Keep digicams in a sealed, mois­ture-tight container. Zip-lock bags, if properly sealed, are usually fine. Throwing in a bag of silica will pro­vide additional protection. For ultimate protection, consider a water­tight camera housing from ewa-marine (www.ewamarine.com), designed to let you take your cam­era underwater. Ewa-marine also has rain capes for cameras.

If you just need a dry place to store your camera to transport it, LowePro has two DryZone models guaranteed to keep your gear dry even if you dump the bag in the drink. If zipped properly, it floats.

 

The Centre of Attention

 

Some judicious cropping helps focus attention on the primary subject in the vaca­tion photo.

Here's how cropping can make your pictures more powerful

One of the great things about digi­tal photography is the creative scope you have after you've taken the picture. Using image-editing software on your computer, you can improve your pictures in all sorts of ways.

Judging by the entries for our more recent Photo Opportunity Contest (see page 40), some digital shutterbugs don't take advantage of these possibilities. We received several entries with too much extraneous material: areas of the picture that distract attention from the primary subject.

With any image-editing pro­gram, it's dead-simple to get rid of superfluous subject matter. Just select the crop function, then drag your mouse over the area you want to keep.
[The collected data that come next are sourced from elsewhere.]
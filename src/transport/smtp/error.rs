//! Error and result type for the SMTP transport

use std::{error::Error as StdError, fmt};

use crate::{
    transport::smtp::response::{Code, Severity},
    BoxError,
};

/// The errors that may occur when sending an email over SMTP
pub struct Error {
    inner: Box<Inner>,
}

struct Inner {
    kind: Kind,
    source: Option<BoxError>,
}

impl Error {
    pub(crate) fn new<E>(kind: Kind, source: Option<E>) -> Error
    where
        E: Into<BoxError>,
    {
        Error {
            inner: Box::new(Inner {
                kind,
                source: source.map(Into::into),
            }),
        }
    }

    /// Returns true if the error comes from parsing a server response
    pub fn is_response(&self) -> bool {
        matches!(self.inner.kind, Kind::Response)
    }

    /// Returns true if the error is an internal client error
    pub fn is_client(&self) -> bool {
        matches!(self.inner.kind, Kind::Client)
    }

    /// Returns true if the error happened while establishing the connection
    pub fn is_connection(&self) -> bool {
        matches!(self.inner.kind, Kind::Connection)
    }

    /// Returns true if the error is a transient SMTP error
    pub fn is_transient(&self) -> bool {
        matches!(self.inner.kind, Kind::Transient(_))
    }

    /// Returns true if the error is a permanent SMTP error
    pub fn is_permanent(&self) -> bool {
        matches!(self.inner.kind, Kind::Permanent(_))
    }

    /// Returns true if the error comes from the authentication exchange
    pub fn is_auth(&self) -> bool {
        matches!(self.inner.kind, Kind::Auth)
    }

    /// Returns true if the error is from TLS
    pub fn is_tls(&self) -> bool {
        matches!(self.inner.kind, Kind::Tls)
    }

    /// Returns true if the error is caused by a timeout
    pub fn is_timeout(&self) -> bool {
        let mut source = self.source();

        while let Some(err) = source {
            if let Some(io_err) = err.downcast_ref::<std::io::Error>() {
                return io_err.kind() == std::io::ErrorKind::TimedOut
                    || io_err.kind() == std::io::ErrorKind::WouldBlock;
            }

            source = err.source();
        }

        false
    }

    /// Returns the status code, if the error was generated from a response.
    pub fn status(&self) -> Option<Code> {
        match self.inner.kind {
            Kind::Transient(code) | Kind::Permanent(code) => Some(code),
            _ => None,
        }
    }
}

#[derive(Debug)]
pub(crate) enum Kind {
    /// Transient SMTP error, 4xx reply code
    ///
    /// [RFC 5321, section 4.2.1](https://tools.ietf.org/html/rfc5321#section-4.2.1)
    Transient(Code),
    /// Permanent SMTP error, 5xx reply code
    ///
    /// [RFC 5321, section 4.2.1](https://tools.ietf.org/html/rfc5321#section-4.2.1)
    Permanent(Code),
    /// Error parsing a response
    Response,
    /// Internal client error
    Client,
    /// Connection error
    Connection,
    /// Authentication error
    Auth,
    /// Underlying network i/o error
    Network,
    /// TLS error
    Tls,
}

impl fmt::Debug for Error {
    fn fmt(&self, f: &mut fmt::Formatter<'_>) -> fmt::Result {
        let mut builder = f.debug_struct("missive::transport::smtp::Error");

        builder.field("kind", &self.inner.kind);

        if let Some(source) = &self.inner.source {
            builder.field("source", source);
        }

        builder.finish()
    }
}

impl fmt::Display for Error {
    fn fmt(&self, f: &mut fmt::Formatter<'_>) -> fmt::Result {
        match self.inner.kind {
            Kind::Response => f.write_str("response error")?,
            Kind::Client => f.write_str("internal client error")?,
            Kind::Network => f.write_str("network error")?,
            Kind::Connection => f.write_str("connection error")?,
            Kind::Auth => f.write_str("authentication error")?,
            Kind::Tls => f.write_str("tls error")?,
            Kind::Transient(ref code) => {
                write!(f, "transient error ({code})")?;
            }
            Kind::Permanent(ref code) => {
                write!(f, "permanent error ({code})")?;
            }
        };

        if let Some(e) = &self.inner.source {
            write!(f, ": {e}")?;
        }

        Ok(())
    }
}

impl StdError for Error {
    fn source(&self) -> Option<&(dyn StdError + 'static)> {
        self.inner.source.as_ref().map(|e| {
            let r: &(dyn StdError + 'static) = &**e;
            r
        })
    }
}

pub(crate) fn code(c: Code, s: Option<String>) -> Error {
    match c.severity {
        Severity::TransientNegativeCompletion => Error::new(Kind::Transient(c), s),
        Severity::PermanentNegativeCompletion => Error::new(Kind::Permanent(c), s),
        _ => client("unknown error code"),
    }
}

pub(crate) fn response<E: Into<BoxError>>(e: E) -> Error {
    Error::new(Kind::Response, Some(e))
}

pub(crate) fn client<E: Into<BoxError>>(e: E) -> Error {
    Error::new(Kind::Client, Some(e))
}

pub(crate) fn auth<E: Into<BoxError>>(e: E) -> Error {
    Error::new(Kind::Auth, Some(e))
}

pub(crate) fn network<E: Into<BoxError>>(e: E) -> Error {
    Error::new(Kind::Network, Some(e))
}

pub(crate) fn connection<E: Into<BoxError>>(e: E) -> Error {
    Error::new(Kind::Connection, Some(e))
}

pub(crate) fn tls<E: Into<BoxError>>(e: E) -> Error {
    Error::new(Kind::Tls, Some(e))
}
Almost always, this will focus viewer attention on your primary subject, and make your picture more powerful. Just remember to leave your original picture intact by saving the cropped image under a different filename.
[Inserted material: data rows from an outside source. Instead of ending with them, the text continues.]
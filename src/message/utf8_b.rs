// RFC 2047 encoded words, B encoding only.
//
// Subject and attachment filenames are always encoded, even when pure
// ASCII: the output is deterministic and never needs line folding logic.

use crate::base64;

pub(crate) fn encode(s: &str) -> String {
    format!("=?UTF-8?B?{}?=", base64::encode(s))
}

#[cfg(test)]
pub(crate) fn decode(s: &str) -> Option<String> {
    const PREFIX: &str = "=?UTF-8?B?";
    const SUFFIX: &str = "?=";

    let s = s.trim();
    let s = s.strip_prefix(PREFIX)?;
    let s = s.strip_suffix(SUFFIX)?;
    base64::decode(s)
        .ok()
        .and_then(|v| String::from_utf8(v).ok())
}

#[cfg(test)]
mod test {
    use super::{decode, encode};

    #[test]
    fn encode_ascii() {
        assert_eq!(&encode("Hi"), "=?UTF-8?B?SGk=?=");
    }

    #[test]
    fn encode_utf8() {
        assert_eq!(
            &encode("Привет, мир!"),
            "=?UTF-8?B?0J/RgNC40LLQtdGCLCDQvNC40YAh?="
        );
    }

    #[test]
    fn round_trip() {
        for s in ["Hello", "détentes", "日本語の件名", ""] {
            assert_eq!(decode(&encode(s)).as_deref(), Some(s));
        }
    }
}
Even a great picture, such as Suzanne Leblanc's grand-prize-win­ning photo of her husband tossing their son into the air, can benefit from a little judicious cropping. Major cropping would have focused viewer attention on the bee (rather than the flower) in Rodney Allison's photo, which won an honourable mention in our contest.

Cropping can help compensate for limitations in your equipment. If you can't get close enough to a distant subject when shooting your kid's hockey game or your family frolicking in the waves (you don't want to get your camera wet, do you?), and your lens won't zoom in at close as you'd like, you can crop on your computer. The same applies if your camera won't let you focus as close as you'd like on a small subject.

Reviewers and manufacturers correctly point out that there are many considerations besides megapixels when buying a digital camera. Without a good lens, metering system and digital pro­cessing circuitry, a high-megapixel image sensor is wasted. A three-megapixel digicam will let you make photo-quality five-by-seven-inch pictures.

But when you crop pictures, you're throwing away picture infor­mation. If you crop severely, the final image may look fuzzy or blocky, because there aren't enough pixels left to make a good print. More megapixels give you more freedom to crop your photos after you've shot them, while still retain­ing acceptable image quality. •>

 

In Rodney Allison's close-up photograph, major cropping helps focus attention on the bee instead of the flower.